>>>>>

//! # Lookup Module
//!
//! Query validation and bounded lookups against the token store.

use std::fmt;

use tracing::info;

use crate::config::{LookupStrategy, ValidationRule};
use crate::db::{Predicate, TokenStore};
use crate::errors::{QueryError, StoreError};
use crate::token::Token;

/// A search string that passed [`validate_query`]
#[derive(Debug, Clone, PartialEq, Eq)]
pub struct Query(String);

impl Query {
    pub fn as_str(&self) -> &str {
        &self.0
    }
}

impl fmt::Display for Query {
    fn fmt(&self, f: &mut fmt::Formatter<'_>) -> fmt::Result {
        f.write_str(&self.0)
    }
}

/// Validate a raw query against `rule`. Surrounding whitespace is ignored.
///
/// # Examples
///
/// ```rust
/// use idvault::config::ValidationRule;
/// use idvault::lookup::validate_query;
///
/// assert!(validate_query(" 123456 ", ValidationRule::ExactDigits(6)).is_ok());
/// assert!(validate_query("12a45", ValidationRule::ExactDigits(6)).is_err());
/// ```
pub fn validate_query(raw: &str, rule: ValidationRule) -> Result<Query, QueryError> {
    let query = raw.trim();
    if query.is_empty() {
        return Err(QueryError::Empty);
    }
    if !query.bytes().all(|b| b.is_ascii_digit()) {
        return Err(QueryError::NotDigits);
    }

    match rule {
        ValidationRule::ExactDigits(expected) if query.len() != expected => {
            Err(QueryError::WrongLength { expected })
        }
        ValidationRule::MinDigits(min) if query.len() < min => Err(QueryError::TooShort { min }),
        _ => Ok(Query(query.to_string())),
    }
}

/// Resolve `query` to at most `max_results` tokens. No match is an empty list.
pub async fn lookup(
    store: &dyn TokenStore,
    query: &Query,
    strategy: LookupStrategy,
    max_results: usize,
) -> Result<Vec<Token>, StoreError> {
    let predicate = Predicate::for_strategy(strategy, query.as_str());
    let results = store.select_where(&predicate, max_results).await?;

    info!(
        query = %query,
        strategy = ?strategy,
        results = results.len(),
        "Lookup completed"
    );
    Ok(results)
}
//! Storage layer for persisted tokens.
//!
//! The engine only ever talks to a [`TokenStore`]: one conflict-ignoring bulk
//! insert and one bounded select. [`PgTokenStore`] backs production and
//! [`MemoryTokenStore`] stands in for it in tests.

pub mod memory;
pub mod postgres;

use async_trait::async_trait;

use crate::config::LookupStrategy;
use crate::errors::StoreError;
use crate::token::Token;

pub use memory::MemoryTokenStore;
pub use postgres::PgTokenStore;

/// Row filter understood by every store
#[derive(Debug, Clone, PartialEq, Eq)]
pub enum Predicate {
    /// Stored prefix key equals the value
    PrefixEquals(String),
    /// Token contains the value as a contiguous substring
    Contains(String),
}

impl Predicate {
    /// Build the predicate a lookup strategy evaluates for `query`
    pub fn for_strategy(strategy: LookupStrategy, query: &str) -> Self {
        match strategy {
            LookupStrategy::Prefix { .. } => Predicate::PrefixEquals(query.to_string()),
            LookupStrategy::Substring => Predicate::Contains(query.to_string()),
        }
    }
}

/// Persisted, append-only token set with exact-equality uniqueness
#[async_trait]
pub trait TokenStore: Send + Sync {
    /// Insert every token not already present; return how many were new.
    /// The whole chunk is one operation: it either applies or fails.
    async fn insert_or_ignore(&self, chunk: &[Token]) -> Result<u64, StoreError>;

    /// Return at most `limit` tokens matching `predicate`, in storage order
    async fn select_where(
        &self,
        predicate: &Predicate,
        limit: usize,
    ) -> Result<Vec<Token>, StoreError>;
}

<<<<<

# ASSIGNED TASK
Go through the data and return each line where the word "expected" appears.

# ANSWER BOX
        ValidationRule::ExactDigits(expected) if query.len() != expected => {
            Err(QueryError::WrongLength { expected })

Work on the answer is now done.